From Table 8, we can see that the confidence of 300367.SZ, 002517.SZ and 002776.SZ cannot meet user requirements. But, the confidence of these three stocks are 1 when selected. In this case, it shows that rule confidence is related with the time. In addition to the above 3 stocks, 9 stocks in the degree of confidence was 1. For these stocks, the T-RG pattern is very stable. Even in different periods of time, these stocks also have good performance, not affected by other factors. The Lift was greater than or equal to 3, indicating that the X contact closely with Y from first to last. The X strongly promote the consequent Y.

To sum up, selecting stock depend on the criteria is still reliable. Through this research, we can also obtain 9 stocks, which has good performance on T-RG. Meanwhile, 4 stocks that in gem belong to manufacturing, in line with the correspondence analysis results.

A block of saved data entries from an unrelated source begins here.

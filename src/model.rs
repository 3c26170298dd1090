/// Models the backend can route a chat request to.
#[derive(Debug, Clone, Copy, PartialEq, Eq, Default)]
pub enum Model {
    #[default]
    LocalLlama,
    Claude3,
    Grok,
}

impl Model {
    pub fn as_str(&self) -> &'static str {
        match self {
            Model::LocalLlama => "local-llama",
            Model::Claude3 => "claude-3",
            Model::Grok => "grok",
        }
    }

    pub fn from_str(s: &str) -> Option<Self> {
        match s.trim().to_lowercase().as_str() {
            "local-llama" => Some(Model::LocalLlama),
            "claude-3" => Some(Model::Claude3),
            "grok" => Some(Model::Grok),
            _ => None,
        }
    }

    pub fn all() -> Vec<Model> {
        vec![Model::LocalLlama, Model::Claude3, Model::Grok]
    }

    pub fn display_name(&self) -> &'static str {
        match self {
            Model::LocalLlama => "Local LLaMA",
            Model::Claude3 => "Claude 3",
            Model::Grok => "Grok",
        }
    }
}
use ratatui::{
    Frame,
    layout::{Constraint, Layout, Rect},
    style::{Color, Modifier, Style, Stylize},
    text::{Line, Span, Text},
    widgets::{Block, Borders, Clear, List, ListItem, Paragraph, Wrap},
};
use crate::app::{App, FocusPane, InputMode};
use crate::model::Model;
use crate::state::ChatRole;

/// Result lines kept visible under the upload input
const UPLOAD_STATUS_ROWS: u16 = 4;

/// Convert **bold** spans and `[file#chunk]` citation tokens to styled spans
fn parse_markdown_line(text: &str) -> Line<'static> {
    let citation_style = Style::default().fg(Color::Magenta);
    let mut spans: Vec<Span<'static>> = Vec::new();
    let mut chars = text.chars().peekable();
    let mut current_text = String::new();

    while let Some(c) = chars.next() {
        if c == '*' && chars.peek() == Some(&'*') {
            chars.next();

            let mut bold_text = String::new();
            let mut found_close = false;
            while let Some(c) = chars.next() {
                if c == '*' && chars.peek() == Some(&'*') {
                    chars.next();
                    found_close = true;
                    break;
                }
                bold_text.push(c);
            }

            if found_close && !bold_text.is_empty() {
                if !current_text.is_empty() {
                    spans.push(Span::raw(std::mem::take(&mut current_text)));
                }
                spans.push(Span::styled(
                    bold_text,
                    Style::default().add_modifier(Modifier::BOLD),
                ));
            } else {
                // No closing **, treat as literal
                current_text.push_str("**");
                current_text.push_str(&bold_text);
            }
        } else if c == '[' {
            let mut token = String::from("[");
            let mut closed = false;
            while let Some(c) = chars.next() {
                token.push(c);
                if c == ']' {
                    closed = true;
                    break;
                }
            }

            if closed && token.contains('#') {
                if !current_text.is_empty() {
                    spans.push(Span::raw(std::mem::take(&mut current_text)));
                }
                spans.push(Span::styled(token, citation_style));
            } else {
                current_text.push_str(&token);
            }
        } else {
            current_text.push(c);
        }
    }

    if !current_text.is_empty() {
        spans.push(Span::raw(current_text));
    }

    Line::from(spans)
}

pub fn render(app: &mut App, frame: &mut Frame) {
    let area = frame.area();

    let [header_area, body_area, footer_area] = Layout::vertical([
        Constraint::Length(1),
        Constraint::Min(0),
        Constraint::Length(1),
    ])
    .areas(area);

    // Uploader: input + status rows + borders
    let [uploader_area, chat_area] = Layout::vertical([
        Constraint::Length(3 + UPLOAD_STATUS_ROWS + 2),
        Constraint::Min(0),
    ])
    .areas(body_area);

    app.uploader_area = Some(uploader_area);
    app.chat_area = Some(chat_area);

    render_header(app, frame, header_area);
    render_uploader(app, frame, uploader_area);
    render_chat(app, frame, chat_area);
    render_footer(app, frame, footer_area);

    if app.show_model_picker {
        render_model_picker(app, frame, area);
    }
}

fn render_header(app: &App, frame: &mut Frame, area: Rect) {
    let title = Line::from(vec![
        Span::styled(" Personalized Resume Assistant ", Style::default().fg(Color::Cyan).bold()),
        Span::styled(
            format!("[{}] ", app.selected_model.display_name()),
            Style::default().fg(Color::Yellow),
        ),
        Span::styled(app.base_url().to_string(), Style::default().fg(Color::Gray)),
        Span::raw(" "),
        Span::styled(
            format!("v{}", env!("CARGO_PKG_VERSION")),
            Style::default().fg(Color::Gray),
        ),
    ]);

    let header = Paragraph::new(title).style(Style::default().bg(Color::DarkGray));
    frame.render_widget(header, area);
}

fn render_footer(app: &App, frame: &mut Frame, area: Rect) {
    let mode_style = match app.input_mode {
        InputMode::Normal => Style::default().bg(Color::Blue).fg(Color::White),
        InputMode::Editing => Style::default().bg(Color::Yellow).fg(Color::Black),
    };
    let mode_text = match app.focus {
        FocusPane::Uploader => " UPLOAD ",
        FocusPane::Chat => " CHAT ",
    };

    // Key style: dark background with bright text for visibility on both light/dark terminals
    let key_style = Style::default().bg(Color::DarkGray).fg(Color::White);
    let label_style = Style::default().bg(Color::Black).fg(Color::White);

    let mut hints = if app.show_model_picker {
        vec![
            Span::styled(" j/k ", key_style),
            Span::styled(" nav ", label_style),
            Span::styled(" Enter ", key_style),
            Span::styled(" select ", label_style),
            Span::styled(" s ", key_style),
            Span::styled(" save default ", label_style),
            Span::styled(" Esc ", key_style),
            Span::styled(" cancel ", label_style),
        ]
    } else {
        match (app.input_mode, app.focus) {
            (InputMode::Editing, FocusPane::Chat) => vec![
                Span::styled(" Enter ", key_style),
                Span::styled(" ask ", label_style),
                Span::styled(" Tab ", key_style),
                Span::styled(" upload ", label_style),
                Span::styled(" Esc ", key_style),
                Span::styled(" stop typing ", label_style),
            ],
            (InputMode::Editing, FocusPane::Uploader) => vec![
                Span::styled(" Enter ", key_style),
                Span::styled(" upload ", label_style),
                Span::styled(" Tab ", key_style),
                Span::styled(" chat ", label_style),
                Span::styled(" Esc ", key_style),
                Span::styled(" stop typing ", label_style),
            ],
            (InputMode::Normal, _) => vec![
                Span::styled(" i ", key_style),
                Span::styled(" type ", label_style),
                Span::styled(" u ", key_style),
                Span::styled(" upload ", label_style),
                Span::styled(" j/k ", key_style),
                Span::styled(" scroll ", label_style),
                Span::styled(" m ", key_style),
                Span::styled(" model ", label_style),
                Span::styled(" Tab ", key_style),
                Span::styled(" focus ", label_style),
                Span::styled(" q ", key_style),
                Span::styled(" quit ", label_style),
            ],
        }
    };

    if let Some(status) = &app.status_message {
        hints.push(Span::styled(format!("  {}", status), Style::default().fg(Color::Green)));
    }

    let footer_content = Line::from(
        vec![
            Span::styled(mode_text, mode_style),
            Span::styled(" ", label_style),
        ]
        .into_iter()
        .chain(hints)
        .collect::<Vec<_>>(),
    );

    let footer = Paragraph::new(footer_content).style(Style::default().bg(Color::Black));
    frame.render_widget(footer, area);
}

fn render_uploader(app: &mut App, frame: &mut Frame, area: Rect) {
    let focused = app.focus == FocusPane::Uploader;
    let border_color = if focused { Color::Cyan } else { Color::DarkGray };

    let block = Block::default()
        .borders(Borders::ALL)
        .border_style(Style::default().fg(border_color))
        .title(" Upload resume or job description (PDF/DOCX/TXT) ");
    let inner = block.inner(area);
    frame.render_widget(block, area);

    let [input_area, status_area] = Layout::vertical([
        Constraint::Length(3),
        Constraint::Min(0),
    ])
    .areas(inner);

    if app.uploader.is_uploading() {
        let dots = ".".repeat((app.animation_frame as usize) + 1);
        let current = app
            .uploader
            .in_flight()
            .map(crate::api::file_label)
            .unwrap_or_default();
        let caption = format!(
            "Uploading {}{} ({} queued)",
            current,
            dots,
            app.uploader.pending_count()
        );
        let busy = Paragraph::new(caption)
            .style(Style::default().fg(Color::DarkGray).add_modifier(Modifier::ITALIC))
            .block(Block::default().borders(Borders::ALL).border_style(Style::default().fg(Color::DarkGray)));
        frame.render_widget(busy, input_area);
    } else {
        let editing = focused && app.input_mode == InputMode::Editing;
        render_line_input(
            frame,
            input_area,
            " Files (space separated, quote paths with spaces) ",
            &app.upload_input,
            app.upload_cursor,
            editing,
        );
    }

    // Newest results last, only as many as fit
    let visible = status_area.height as usize;
    let lines = app.uploader.lines();
    let start = lines.len().saturating_sub(visible);
    let items: Vec<ListItem> = lines[start..]
        .iter()
        .map(|line| {
            let color = if line.starts_with("Upload failed") { Color::Red } else { Color::Green };
            ListItem::new(format!(" {}", line)).style(Style::default().fg(color))
        })
        .collect();

    frame.render_widget(List::new(items), status_area);
}

fn render_chat(app: &mut App, frame: &mut Frame, area: Rect) {
    let [history_area, input_area] = Layout::vertical([
        Constraint::Min(0),
        Constraint::Length(3),
    ])
    .areas(area);

    // Store chat area dimensions for scroll calculations (inner size minus borders)
    app.chat_height = history_area.height.saturating_sub(2);
    app.chat_width = history_area.width.saturating_sub(2);

    let focused = app.focus == FocusPane::Chat;
    let border_color = if focused { Color::Cyan } else { Color::DarkGray };

    let chat_block = Block::default()
        .borders(Borders::ALL)
        .border_style(Style::default().fg(border_color))
        .title(format!(" Chat ({} turns) ", app.chat.messages().len()));

    let chat_text = if app.chat.messages().is_empty() && !app.chat.is_loading() {
        Text::from(Span::styled(
            "Ask about your resume or the JD...",
            Style::default().fg(Color::DarkGray),
        ))
    } else {
        let mut lines: Vec<Line> = Vec::new();

        for msg in app.chat.messages() {
            match msg.role {
                ChatRole::User => {
                    lines.push(Line::from(Span::styled(
                        "You:",
                        Style::default().fg(Color::Cyan).add_modifier(Modifier::BOLD),
                    )));
                    lines.push(Line::from(msg.content.clone()));
                }
                ChatRole::Assistant => {
                    lines.push(Line::from(Span::styled(
                        "Assistant:",
                        Style::default().fg(Color::Yellow).add_modifier(Modifier::BOLD),
                    )));
                    for line in msg.content.lines() {
                        lines.push(parse_markdown_line(line));
                    }
                }
            }
            lines.push(Line::default());
        }

        if app.chat.is_loading() {
            lines.push(Line::from(Span::styled(
                "Assistant:",
                Style::default().fg(Color::Yellow).add_modifier(Modifier::BOLD),
            )));
            // Animated ellipsis: cycles through ".", "..", "..."
            let dots = ".".repeat((app.animation_frame as usize) + 1);
            lines.push(Line::from(Span::styled(
                format!("Thinking{}", dots),
                Style::default().fg(Color::DarkGray).add_modifier(Modifier::ITALIC),
            )));
        }

        Text::from(lines)
    };

    let chat = Paragraph::new(chat_text)
        .block(chat_block)
        .wrap(Wrap { trim: true })
        .scroll((app.chat_scroll, 0));
    frame.render_widget(chat, history_area);

    let title = if app.chat.is_loading() { " Thinking... " } else { " Ask " };
    let editing = focused && app.input_mode == InputMode::Editing && !app.chat.is_loading();
    render_line_input(frame, input_area, title, &app.chat.input, app.chat_cursor, editing);
}

/// Single-line input box that scrolls horizontally to keep the cursor visible
fn render_line_input(
    frame: &mut Frame,
    area: Rect,
    title: &str,
    text: &str,
    cursor_pos: usize,
    editing: bool,
) {
    let border_color = if editing { Color::Yellow } else { Color::DarkGray };
    let block = Block::default()
        .borders(Borders::ALL)
        .border_style(Style::default().fg(border_color))
        .title(title.to_string());

    // Inner width = total width - 2 (for borders)
    let inner_width = area.width.saturating_sub(2) as usize;
    let cursor_pos = cursor_pos.min(text.chars().count());

    let scroll_offset = if inner_width == 0 {
        0
    } else if cursor_pos >= inner_width {
        cursor_pos - inner_width + 1
    } else {
        0
    };

    let visible_text: String = text.chars().skip(scroll_offset).take(inner_width).collect();

    let input = Paragraph::new(visible_text)
        .style(Style::default().fg(Color::Cyan))
        .block(block);
    frame.render_widget(input, area);

    if editing {
        let cursor_x = (cursor_pos - scroll_offset) as u16;
        frame.set_cursor_position((area.x + cursor_x + 1, area.y + 1));
    }
}

fn render_model_picker(app: &mut App, frame: &mut Frame, area: Rect) {
    let models = Model::all();

    // Calculate popup size and position (centered)
    let popup_width = 44.min(area.width.saturating_sub(4));
    let popup_height = (models.len() as u16 + 2).min(area.height.saturating_sub(4));

    let popup_x = (area.width.saturating_sub(popup_width)) / 2;
    let popup_y = (area.height.saturating_sub(popup_height)) / 2;

    let popup_area = Rect::new(popup_x, popup_y, popup_width, popup_height);

    // Clear the area behind the popup
    frame.render_widget(Clear, popup_area);

    let block = Block::default()
        .borders(Borders::ALL)
        .border_style(Style::default().fg(Color::Cyan))
        .title(" Model ");

    let items: Vec<ListItem> = models
        .iter()
        .map(|model| {
            let style = if *model == app.selected_model {
                Style::default().fg(Color::Green).add_modifier(Modifier::BOLD)
            } else {
                Style::default()
            };
            ListItem::new(format!(" {} ({}) ", model.display_name(), model.as_str())).style(style)
        })
        .collect();

    let list = List::new(items)
        .block(block)
        .highlight_style(
            Style::default()
                .bg(Color::Blue)
                .fg(Color::White)
                .add_modifier(Modifier::BOLD),
        )
        .highlight_symbol("> ");

    frame.render_stateful_widget(list, popup_area, &mut app.model_picker_state);
}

Table 7. Filter stock code.

Table 8. Verification results.

4. Conclusion

This study aims at individual share. If mining results of the stock meet the user’s specified standard, it can become the major concern. Investors can choose buying and selling point according to the T-RG. In theory, confidence-lift is proposed to judge the validity of the rules. The application of the research results is combined with the user’s needs.

References

[1] Agrawal, R., Lmielinshi, T. and Swmi, A. (1993b) Database Mining: A Performance Perspective. IEEE Transactions on Knowledge and Data Engineering, 5, 914-925.

[2] Zhao, J., Zhang, Y.D. and Zeng, J.C. (2003) Meta Rule Guided Mining Association Rules in Data Warehouse Improvement Strategy. Journal of Taiyuan Heavy Machinery Institute, 1, 1-5. (In Chinese)

[3] Kamber, M, Han, J., Jenny, Y. and Chiang, J.Y. (1997) Metarule-Guided Mining of Multi-Dimensional Association Rules Using Data Cubes. The Third International Conference on Knowledge Discovery and Data Mining (KDD-97), 14-17 August 1997, Newport Beach, California, 207-210.

[4] Ahmad, A. and Dey, L. (2007) A Method to Compute Distance between Two Categorical Values of Same Attribute in Unsupervised Learning for Categorical Data Set. Pattern Recognition Letters, 28, 110-118.

https://doi.org/10.1016/j.patrec.2006.06.006

[5] He, X.Q. (2011) Multivariate Statistical Analysis. 3rd Edition, Renmin University of China Press, Beijing, 173-179. (In Chinese)

[6] Yu, S. (2012) Study on Continuous Data Discretization. Dalian University of Technology, Liaoning.